- **Task**
Extract all records. Keep each one exact.

- **Data for the task**

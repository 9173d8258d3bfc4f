use scast_protocol::ErrorCode;
use thiserror::Error;

/// Failures resolved by the coordinator. Every asynchronous outcome is
/// folded into one of these before it reaches a caller or observer;
/// nothing leaves the state machine unresolved.
#[derive(Error, Debug, Clone, PartialEq, Eq)]
pub enum CastError {
    #[error("screen capture permission denied")]
    PermissionDenied,

    #[error("display server failed to start: {0}")]
    StartFailed(String),

    #[error("busy: {0}")]
    Busy(&'static str),

    #[error("start request canceled by a stop command")]
    Canceled,

    #[error("coordinator unavailable")]
    Unavailable,
}

impl CastError {
    /// Convert to protocol error code and message.
    pub fn to_error_code(&self) -> (ErrorCode, String) {
        match self {
            CastError::PermissionDenied => (ErrorCode::PermissionDenied, self.to_string()),
            CastError::StartFailed(_) => (ErrorCode::StartFailed, self.to_string()),
            CastError::Busy(_) => (ErrorCode::Busy, self.to_string()),
            CastError::Canceled => (ErrorCode::Busy, self.to_string()),
            CastError::Unavailable => (ErrorCode::ServerError, self.to_string()),
        }
    }
}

- **Answer to the problem**
repository 9173d8258d3bfc4f
use scast_protocol::ErrorCode;
use thiserror::Error;

/// Failures resolved by the coordinator. Every asynchronous outcome is
/// folded into one of these before it reaches a caller or observer;
/// nothing leaves the state machine unresolved.
#[derive(Error, Debug, Clone, PartialEq, Eq)]
pub enum CastError {
    #[error("screen capture permission denied")]
    PermissionDenied,

    #[error("display server failed to start: {0}")]
    StartFailed(String),

    #[error("busy: {0}")]
    Busy(&'static str),

    #[error("start request canceled by a stop command")]
    Canceled,

    #[error("coordinator unavailable")]
    Unavailable,
}

impl CastError {
    /// Convert to protocol error code and message.
    pub fn to_error_code(&self) -> (ErrorCode, String) {
        match self {
            CastError::PermissionDenied => (ErrorCode::PermissionDenied, self.to_string()),
            CastError::StartFailed(_) => (ErrorCode::StartFailed, self.to_string()),
            CastError::Busy(_) => (ErrorCode::Busy, self.to_string()),
            CastError::Canceled => (ErrorCode::Busy, self.to_string()),
            CastError::Unavailable => (ErrorCode::ServerError, self.to_string()),
        }
    }
}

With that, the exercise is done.